2. No More Music! No Singles, No Music Videos, No Pop Tracks With Shamelessly Self-Promoting Producers
Even though Dina made it very clear in her statement that the series will follow the family as they hawk their own businesses, the series would be infinitely more enjoyable if the family at least pretends that they are motivated by more than fame or money. This means -- even if Lindsay is involved -- no discussions about leggings, fashion lines, music or scents.
3. The Lohans: A Family Intervention
This would be the ideal format for the Lohan family and a perfect fit for A&E (which is probably one of the "major networks" in negotiations with the Lohans). Not only would this title create the most buzz for a Lohan television project, it would give the family a chance to be honest with America. The family is exploiting the same machine that made and broke them so they must be willing to play the game so that viewers sympathize. The Lohans should be frank about their experiences and subject themselves to a joint intervention against substances, publicity, and while they're at it -- bad reality shows.

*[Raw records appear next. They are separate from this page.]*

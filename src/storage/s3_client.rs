//! S3-compatible storage client
//!
//! Wraps the AWS SDK for S3-compatible storage access.

use async_trait::async_trait;
use aws_config::BehaviorVersion;
use aws_sdk_s3::{
    config::{Credentials, Region},
    primitives::ByteStream,
    Client,
};

use crate::config::StorageConfig;
use crate::error::StorageError;

use super::{guess_content_type, BlobStore, StoredBlob};

/// S3-compatible storage client
#[derive(Clone)]
pub struct S3Client {
    client: Client,
    bucket: String,
}

impl S3Client {
    /// Create a new S3 client from configuration
    pub async fn new(config: &StorageConfig) -> Result<Self, StorageError> {
        let credentials = Credentials::new(
            &config.access_key,
            &config.secret_key,
            None,
            None,
            "shelf-server",
        );

        let region = config
            .region
            .clone()
            .unwrap_or_else(|| "us-east-1".to_string());

        let s3_config = aws_sdk_s3::Config::builder()
            .behavior_version(BehaviorVersion::latest())
            .endpoint_url(&config.endpoint)
            .region(Region::new(region))
            .credentials_provider(credentials)
            .force_path_style(true) // Required for MinIO and other S3-compatible services
            .build();

        let client = Client::from_conf(s3_config);

        // Test connection by checking if bucket exists
        let bucket = config.bucket.clone();
        match client.head_bucket().bucket(&bucket).send().await {
            Ok(_) => {
                tracing::info!("Connected to S3 bucket: {}", bucket);
            }
            Err(e) => {
                tracing::warn!(
                    "Could not verify bucket {}: {}. Will attempt operations anyway.",
                    bucket,
                    e
                );
            }
        }

        Ok(Self { client, bucket })
    }

    /// Get the bucket name
    pub fn bucket(&self) -> &str {
        &self.bucket
    }

    /// Upload an object
    pub async fn put_object(
        &self,
        key: &str,
        data: Vec<u8>,
        content_type: &str,
    ) -> Result<(), StorageError> {
        let size = data.len();
        self.client
            .put_object()
            .bucket(&self.bucket)
            .key(key)
            .content_type(content_type)
            .body(ByteStream::from(data))
            .send()
            .await
            .map_err(|e| classify(key, "put", e.to_string()))?;

        tracing::debug!(key = %key, size = size, "Uploaded object");
        Ok(())
    }

    /// Get an object's data and content type
    pub async fn get_object(&self, key: &str) -> Result<StoredBlob, StorageError> {
        let response = self
            .client
            .get_object()
            .bucket(&self.bucket)
            .key(key)
            .send()
            .await
            .map_err(|e| classify(key, "get", e.to_string()))?;

        let content_type = response
            .content_type()
            .map(|s| s.to_string())
            .unwrap_or_else(|| guess_content_type(key));

        let data = response
            .body
            .collect()
            .await
            .map_err(|e| StorageError::SdkError(format!("Failed to read object body: {}", e)))?
            .into_bytes()
            .to_vec();

        Ok(StoredBlob { data, content_type })
    }
}

/// Map an SDK error message onto a storage error
fn classify(key: &str, operation: &str, message: String) -> StorageError {
    if message.contains("404") || message.contains("NoSuchKey") {
        StorageError::ObjectNotFound(key.to_string())
    } else if message.contains("403") || message.contains("AccessDenied") {
        StorageError::AccessDenied(key.to_string())
    } else if message.contains("NoSuchBucket") {
        StorageError::BucketNotFound(key.to_string())
    } else {
        StorageError::SdkError(format!("Failed to {} object {}: {}", operation, key, message))
    }
}

#[async_trait]
impl BlobStore for S3Client {
    async fn put(&self, key: &str, data: Vec<u8>, content_type: &str) -> Result<(), StorageError> {
        self.put_object(key, data, content_type).await
    }

    async fn get(&self, key: &str) -> Result<StoredBlob, StorageError> {
        self.get_object(key).await
    }
}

4. Focus On Lindsay As She Rebuilds Her Career
In keeping with the previous tip, the series would be best served as a completely honest portrayal as Lindsay -- who has lost her credibility in the box office -- attempts to rebuild her career, one drug test at a time. Cameras could follow as Lindsay pounds the pavement, re-enrolls in acting classes, repairs her reputation with volunteer work and practices the racy lines of her upcoming film about a porn actress, Lovelace, with her grandmother.
5. Do Not Waste Episodes Plugging the Maloof Family
During the family's first show in 2008, Dina and Ali moved to Las Vegas so that Ali could record her first album for the Maloof record label while living inside the Maloof's hotel The Palms. Coincidentally, Gavin and Phil Maloof were producers of the show, a credit which made viewers feel violated by Dina.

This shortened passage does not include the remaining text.